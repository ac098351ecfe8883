//! Viewer application glue.
//!
//! Holds the pieces around a tracking session: the login gate, the current
//! video and the append-only event log. The player is only mounted while the
//! viewer is logged in. When the bootstrap script can't be loaded the viewer
//! falls back to a passive embed with no tracking.

use std::sync::Arc;

use log::{error, info};
use url::Url;

use crate::clock::{Clock, SystemClock};
use crate::event_log::{EventLog, LogEntry};
use crate::loader::BootstrapLoader;
use crate::player::{MountHandle, PlayerFactory};
use crate::session::{ManualAction, PlayerSession};
use crate::video_id::{resolve_video_id, VideoId};
use crate::{Error, Result, TrackerConfig};

pub const STATUS_LOGGED_IN: &str = "Viewer is authenticated. The livestream iframe is available.";
pub const STATUS_GUEST: &str = "Viewer is a guest. We block the player until they log in.";

/// What is currently shown in the player slot
pub enum PlayerMode {
    /// Guest view, nothing mounted
    Hidden,
    Tracking(PlayerSession),
    /// Plain embed without semantic tracking
    PassiveEmbed { embed_url: Url },
}

impl PlayerMode {
    pub fn is_tracking(&self) -> bool {
        matches!(self, PlayerMode::Tracking(_))
    }
}

pub struct ViewerApp<F: PlayerFactory> {
    config: TrackerConfig,
    factory: F,
    loader: Arc<BootstrapLoader>,
    mount: MountHandle,
    clock: Arc<dyn Clock>,
    logged_in: bool,
    video: VideoId,
    log: EventLog,
    mode: PlayerMode,
}

impl<F: PlayerFactory> ViewerApp<F> {
    /// A logged-out viewer showing the configured default video.
    pub fn new(config: TrackerConfig, factory: F, loader: Arc<BootstrapLoader>, mount: MountHandle) -> Result<Self> {
        Self::with_clock(config, factory, loader, mount, Arc::new(SystemClock))
    }

    pub fn with_clock(
        config: TrackerConfig,
        factory: F,
        loader: Arc<BootstrapLoader>,
        mount: MountHandle,
        clock: Arc<dyn Clock>,
    ) -> Result<Self> {
        config.validate()?;
        let video = VideoId::parse(&config.default_video_id)
            .ok_or_else(|| Error::InvalidVideoId(config.default_video_id.clone()))?;
        Ok(ViewerApp {
            config,
            factory,
            loader,
            mount,
            clock,
            logged_in: false,
            video,
            log: EventLog::new(),
            mode: PlayerMode::Hidden,
        })
    }

    pub fn is_logged_in(&self) -> bool {
        self.logged_in
    }

    pub fn auth_label(&self) -> &'static str {
        if self.logged_in {
            "Logged in"
        } else {
            "Guest"
        }
    }

    pub fn status_text(&self) -> &'static str {
        if self.logged_in {
            STATUS_LOGGED_IN
        } else {
            STATUS_GUEST
        }
    }

    pub fn video_id(&self) -> &VideoId {
        &self.video
    }

    pub fn mode(&self) -> &PlayerMode {
        &self.mode
    }

    pub fn session(&self) -> Option<&PlayerSession> {
        match &self.mode {
            PlayerMode::Tracking(s) => Some(s),
            _ => None,
        }
    }

    pub fn factory(&self) -> &F {
        &self.factory
    }

    pub fn log(&self) -> &EventLog {
        &self.log
    }

    /// Flip between guest and logged in. Logging out tears the player down.
    pub async fn toggle_login(&mut self) -> Result<()> {
        if self.logged_in {
            self.logged_in = false;
            self.unmount();
            info!("viewer logged out");
            Ok(())
        } else {
            self.logged_in = true;
            info!("viewer logged in");
            self.mount().await
        }
    }

    /// Apply user-entered text from the URL box. Returns whether the video
    /// changed; text resolving to the current video is a no-op.
    pub async fn set_video_input(&mut self, input: &str) -> Result<bool> {
        let video = resolve_video_id(input).ok_or_else(|| Error::InvalidVideoId(input.trim().to_string()))?;
        if video == self.video {
            return Ok(false);
        }
        info!("switching video {} -> {}", self.video, video);
        self.video = video;
        if self.logged_in {
            self.unmount();
            self.mount().await?;
        }
        Ok(true)
    }

    /// Add a hand-entered entry through the active session
    pub fn log_manual(&self, action: ManualAction) -> Option<LogEntry> {
        self.session().map(|s| s.log_manual(action))
    }

    fn unmount(&mut self) {
        // Replacing the mode drops (and so ends) any running session.
        self.mode = PlayerMode::Hidden;
    }

    async fn mount(&mut self) -> Result<()> {
        if self.factory.requires_bootstrap() {
            if let Err(e) = self.loader.load().await {
                error!("player bootstrap failed, falling back to a passive embed: {}", e);
                self.mode = PlayerMode::PassiveEmbed {
                    embed_url: self.video.embed_url(),
                };
                return Ok(());
            }
        }
        let session = PlayerSession::start_with_clock(
            &self.factory,
            &self.mount,
            self.video.clone(),
            &self.config,
            self.log.clone(),
            self.clock.clone(),
        )?;
        self.mode = PlayerMode::Tracking(session);
        Ok(())
    }
}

*Activity*:
Check the listing above for lines containing the string "static", and copy each one.

*Answer for this exercise*:
    pub fn auth_label(&self) -> &'static str {
    pub fn status_text(&self) -> &'static str {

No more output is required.